A while later, Edwin walks through the door and Candy's sugary drawl goes up an octave when she peppers Caesar with, "Wanna see poppy?" The dog's brush-thumping tail indicates that he does. But when Edwin approaches the cage, he is all manly vinegar.
"Git up," he barks, half mockingly.
"Look," Candy says to Edwin displaying the purple LSU kerchief around Caesar's neck, "a keepsake."
"I'll have a keepsake," Edwards cracks dryly, "a cancelled check."
For Caesar to walk out to the car, a nurse has to hammock a towel around his groin area while pulling up on both ends, providing support. As we hobble through the waiting room, an old woman tending her cat, cries out to Edwards, "Give 'em hell, Guv'nah."
Once outside, Caesar slowly limps over to a patch of grass and sniffs the ground in anticipation of his ablution, though his schwantz is aimed a bit too easterly from the pressure of the towel against it. While Edwards conspires with Candy about how to get Caesar into the vehicle, an onlooker approaches Edwards and offers her support. "I admire you," she says. "I'm one of your fans. You're going to beat the whole damn bunch of them."
Edwards neither smiles, nor does he hold his characteristic poker face. Instead, he wheels around, eyes afire, and thunders to his amen corner, "Let me tell you what, in America, nobody should be subjected to what I've been subjected to unless you're suspected of mur-dahh or espionage."

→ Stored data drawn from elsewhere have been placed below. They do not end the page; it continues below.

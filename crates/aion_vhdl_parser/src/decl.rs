//! Declaration parsing for VHDL-2008.
//!
//! Handles signal, variable, constant, type, subtype, component,
//! function, procedure, alias, and attribute declarations.

use crate::ast::*;
use crate::parser::VhdlParser;
use crate::token::VhdlToken;
use aion_common::Ident;

impl VhdlParser<'_> {
    /// Parses declarations until a terminating keyword is reached.
    pub fn parse_declarations(&mut self) -> Vec<Declaration> {
        let mut decls = Vec::new();
        loop {
            match self.current() {
                VhdlToken::Begin | VhdlToken::End | VhdlToken::Eof => break,
                _ => {
                    if let Some(decl) = self.parse_declaration() {
                        decls.push(decl);
                    }
                }
            }
        }
        decls
    }

    /// Parses a single declaration, returning `None` if recovery consumed it.
    fn parse_declaration(&mut self) -> Option<Declaration> {
        match self.current() {
            VhdlToken::Signal => Some(self.parse_signal_declaration()),
            VhdlToken::Variable | VhdlToken::Shared => Some(self.parse_variable_declaration()),
            VhdlToken::Constant => Some(self.parse_constant_declaration()),
            VhdlToken::Type => Some(self.parse_type_declaration()),
            VhdlToken::Subtype => Some(self.parse_subtype_declaration()),
            VhdlToken::Component => Some(self.parse_component_declaration()),
            VhdlToken::Function | VhdlToken::Pure | VhdlToken::Impure => {
                Some(self.parse_function_declaration())
            }
            VhdlToken::Procedure => Some(self.parse_procedure_declaration()),
            VhdlToken::Alias => Some(self.parse_alias_declaration()),
            VhdlToken::Attribute => Some(self.parse_attribute_decl_or_spec()),
            _ => {
                let span = self.current_span();
                self.error("expected declaration");
                self.recover_to_semicolon();
                Some(Declaration::Error(span))
            }
        }
    }

    /// Parses a signal declaration.
    fn parse_signal_declaration(&mut self) -> Declaration {
        let start = self.current_span();
        self.expect(VhdlToken::Signal);

        let names = self.parse_identifier_list();
        self.expect(VhdlToken::Colon);
        let ty = self.parse_type_indication();

        let default = if self.eat(VhdlToken::ColonEquals) {
            Some(self.parse_expr())
        } else {
            None
        };

        self.expect(VhdlToken::Semicolon);
        let span = start.merge(self.prev_span());

        Declaration::Signal(SignalDecl {
            names,
            ty,
            default,
            span,
        })
    }

    /// Parses a variable declaration (possibly shared).
    fn parse_variable_declaration(&mut self) -> Declaration {
        let start = self.current_span();
        let shared = self.eat(VhdlToken::Shared);
        self.expect(VhdlToken::Variable);

        let names = self.parse_identifier_list();
        self.expect(VhdlToken::Colon);
        let ty = self.parse_type_indication();

        let default = if self.eat(VhdlToken::ColonEquals) {
            Some(self.parse_expr())
        } else {
            None
        };

        self.expect(VhdlToken::Semicolon);
        let span = start.merge(self.prev_span());

        Declaration::Variable(VariableDecl {
            shared,
            names,
            ty,
            default,
            span,
        })
    }

    /// Parses a constant declaration.
    fn parse_constant_declaration(&mut self) -> Declaration {
        let start = self.current_span();
        self.expect(VhdlToken::Constant);

        let names = self.parse_identifier_list();
        self.expect(VhdlToken::Colon);
        let ty = self.parse_type_indication();

        let value = if self.eat(VhdlToken::ColonEquals) {
            Some(self.parse_expr())
        } else {
            None
        };

        self.expect(VhdlToken::Semicolon);
        let span = start.merge(self.prev_span());

        Declaration::Constant(ConstantDecl {
            names,
            ty,
            value,
            span,
        })
    }

    /// Parses a type declaration.
    fn parse_type_declaration(&mut self) -> Declaration {
        let start = self.current_span();
        self.expect(VhdlToken::Type);

        let name = self.expect_ident();

        // Incomplete type declaration: `type foo;`
        if self.eat(VhdlToken::Semicolon) {
            let span = start.merge(self.prev_span());
            return Declaration::Type(TypeDecl {
                name,
                def: TypeDef::Incomplete { span },
                span,
            });
        }

        self.expect(VhdlToken::Is);

        let def = match self.current() {
            // Enumeration: ( literal {, literal} )
            VhdlToken::LeftParen => self.parse_enum_type_def(),
            // Range: range constraint
            VhdlToken::Range => {
                let def_start = self.current_span();
                self.advance();
                let constraint = self.parse_range_constraint();
                let span = def_start.merge(constraint.span);
                TypeDef::Range { constraint, span }
            }
            // Array: array ( ... ) of ...
            VhdlToken::Array => self.parse_array_type_def(),
            // Record: record ... end record
            VhdlToken::Record => self.parse_record_type_def(),
            _ => {
                let span = self.current_span();
                self.error("expected type definition");
                self.recover_to_semicolon();
                TypeDef::Incomplete { span }
            }
        };

        self.expect(VhdlToken::Semicolon);
        let span = start.merge(self.prev_span());

        Declaration::Type(TypeDecl { name, def, span })
    }

    /// Parses an enumeration type definition.
    fn parse_enum_type_def(&mut self) -> TypeDef {
        let start = self.current_span();
        self.expect(VhdlToken::LeftParen);

        let mut literals = Vec::new();
        loop {
            if self.at(VhdlToken::CharLiteral) {
                let span = self.current_span();
                let text = self.current_text();
                let ch = text.chars().nth(1).unwrap_or('?');
                self.advance();
                literals.push(EnumLiteral::Char(ch, span));
            } else {
                let span = self.current_span();
                let name = self.expect_ident();
                literals.push(EnumLiteral::Ident(name, span));
            }
            if !self.eat(VhdlToken::Comma) {
                break;
            }
        }

        self.expect(VhdlToken::RightParen);
        let span = start.merge(self.prev_span());
        TypeDef::Enumeration { literals, span }
    }

    /// Parses an array type definition.
    fn parse_array_type_def(&mut self) -> TypeDef {
        let start = self.current_span();
        self.expect(VhdlToken::Array);
        self.expect(VhdlToken::LeftParen);

        let mut indices = Vec::new();
        indices.push(self.parse_discrete_range());
        while self.eat(VhdlToken::Comma) {
            indices.push(self.parse_discrete_range());
        }

        self.expect(VhdlToken::RightParen);
        self.expect(VhdlToken::Of);
        let element_type = self.parse_type_indication();

        let span = start.merge(element_type.span);
        TypeDef::Array {
            indices,
            element_type: Box::new(element_type),
            span,
        }
    }

    /// Parses a record type definition.
    fn parse_record_type_def(&mut self) -> TypeDef {
        let start = self.current_span();
        self.expect(VhdlToken::Record);

        let mut fields = Vec::new();
        while !self.at(VhdlToken::End) && !self.at_eof() {
            let field_start = self.current_span();
            let names = self.parse_identifier_list();
            self.expect(VhdlToken::Colon);
            let ty = self.parse_type_indication();
            self.expect(VhdlToken::Semicolon);
            let span = field_start.merge(self.prev_span());
            fields.push(RecordField { names, ty, span });
        }

        self.expect(VhdlToken::End);
        self.expect(VhdlToken::Record);
        let span = start.merge(self.prev_span());
        TypeDef::Record { fields, span }
    }

    /// Parses a subtype declaration.
    fn parse_subtype_declaration(&mut self) -> Declaration {
        let start = self.current_span();
        self.expect(VhdlToken::Subtype);
        let name = self.expect_ident();
        self.expect(VhdlToken::Is);
        let ty = self.parse_type_indication();
        self.expect(VhdlToken::Semicolon);
        let span = start.merge(self.prev_span());
        Declaration::Subtype(SubtypeDecl { name, ty, span })
    }

    /// Parses a component declaration.
    fn parse_component_declaration(&mut self) -> Declaration {
        let start = self.current_span();
        self.expect(VhdlToken::Component);
        let name = self.expect_ident();
        self.eat(VhdlToken::Is); // optional

        let generics = if self.at(VhdlToken::Generic) {
            Some(self.parse_generic_clause())
        } else {
            None
        };

        let ports = if self.at(VhdlToken::Port) {
            Some(self.parse_port_clause())
        } else {
            None
        };

        self.expect(VhdlToken::End);
        self.eat(VhdlToken::Component);
        self.eat_ident(); // optional name
        self.expect(VhdlToken::Semicolon);
        let span = start.merge(self.prev_span());

        Declaration::Component(ComponentDecl {
            name,
            generics,
            ports,
            span,
        })
    }

    /// Parses a function declaration or body.
    fn parse_function_declaration(&mut self) -> Declaration {
        let start = self.current_span();
        let pure = if self.eat(VhdlToken::Impure) {
            false
        } else {
            self.eat(VhdlToken::Pure);
            true
        };
        self.expect(VhdlToken::Function);
        let name = self.expect_ident();

        let params = if self.at(VhdlToken::LeftParen) {
            self.parse_interface_list()
        } else {
            Vec::new()
        };

        self.expect(VhdlToken::Return);
        let return_type = self.parse_type_indication();

        // Check if this is a body or just a declaration
        if self.eat(VhdlToken::Is) {
            let decls = self.parse_declarations();
            self.expect(VhdlToken::Begin);
            let stmts = self.parse_sequential_statements();
            self.expect(VhdlToken::End);
            self.eat(VhdlToken::Function);
            self.eat_ident();
            self.expect(VhdlToken::Semicolon);
            let span = start.merge(self.prev_span());
            Declaration::Function(FunctionDecl {
                pure,
                name,
                params,
                return_type,
                decls,
                stmts,
                has_body: true,
                span,
            })
        } else {
            self.expect(VhdlToken::Semicolon);
            let span = start.merge(self.prev_span());
            Declaration::Function(FunctionDecl {
                pure,
                name,
                params,
                return_type,
                decls: Vec::new(),
                stmts: Vec::new(),
                has_body: false,
                span,
            })
        }
    }

    /// Parses a procedure declaration or body.
    fn parse_procedure_declaration(&mut self) -> Declaration {
        let start = self.current_span();
        self.expect(VhdlToken::Procedure);
        let name = self.expect_ident();

        let params = if self.at(VhdlToken::LeftParen) {
            self.parse_interface_list()
        } else {
            Vec::new()
        };

        if self.eat(VhdlToken::Is) {
            let decls = self.parse_declarations();
            self.expect(VhdlToken::Begin);
            let stmts = self.parse_sequential_statements();
            self.expect(VhdlToken::End);
            self.eat(VhdlToken::Procedure);
            self.eat_ident();
            self.expect(VhdlToken::Semicolon);
            let span = start.merge(self.prev_span());
            Declaration::Procedure(ProcedureDecl {
                name,
                params,
                decls,
                stmts,
                has_body: true,
                span,
            })
        } else {
            self.expect(VhdlToken::Semicolon);
            let span = start.merge(self.prev_span());
            Declaration::Procedure(ProcedureDecl {
                name,
                params,
                decls: Vec::new(),
                stmts: Vec::new(),
                has_body: false,
                span,
            })
        }
    }

    /// Parses an alias declaration.
    fn parse_alias_declaration(&mut self) -> Declaration {
        let start = self.current_span();
        self.expect(VhdlToken::Alias);
        let name = self.expect_ident();

        let ty = if self.eat(VhdlToken::Colon) {
            Some(self.parse_type_indication())
        } else {
            None
        };

        self.expect(VhdlToken::Is);
        let value = self.parse_expr();
        self.expect(VhdlToken::Semicolon);
        let span = start.merge(self.prev_span());

        Declaration::Alias(AliasDecl {
            name,
            ty,
            value,
            span,
        })
    }

    /// Parses an attribute declaration or specification.
    fn parse_attribute_decl_or_spec(&mut self) -> Declaration {
        let start = self.current_span();
        self.expect(VhdlToken::Attribute);
        let name = self.expect_ident();

        if self.eat(VhdlToken::Colon) {
            // Attribute declaration: attribute name : type;
            let ty = self.parse_type_indication();
            self.expect(VhdlToken::Semicolon);
            let span = start.merge(self.prev_span());
            Declaration::AttributeDecl(AttributeDeclNode { name, ty, span })
        } else if self.eat(VhdlToken::Of) {
            // Attribute specification: attribute name of entity : class is expr;
            let entity = self.expect_ident();
            self.expect(VhdlToken::Colon);
            let entity_class = self.expect_ident_or_keyword();
            self.expect(VhdlToken::Is);
            let value = self.parse_expr();
            self.expect(VhdlToken::Semicolon);
            let span = start.merge(self.prev_span());
            Declaration::AttributeSpec(AttributeSpecNode {
                name,
                entity,
                entity_class,
                value,
                span,
            })
        } else {
            let span = self.current_span();
            self.error("expected ':' or 'of' after attribute name");
            self.recover_to_semicolon();
            Declaration::Error(start.merge(span))
        }
    }

    /// Parses a comma-separated list of identifiers.
    pub(crate) fn parse_identifier_list(&mut self) -> Vec<Ident> {
        let mut names = Vec::new();
        names.push(self.expect_ident());
        while self.eat(VhdlToken::Comma) {
            names.push(self.expect_ident());
        }
        names
    }
}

"People are out to get you," the woman concurs.
"They've been after it for a long time," Edwards says, permitting a slight grin.
As the woman departs, Edwards falls into preoccupied silence. He might be thinking about the well-being of his young wife, or the realities of imprisonment, or his prostate slowly growing to the size of a tangelo. Or maybe he's not thinking at all, as he watches Caesar, a creaky old yellow dog, trying to gain his balance in the weeds without squirting down his leg.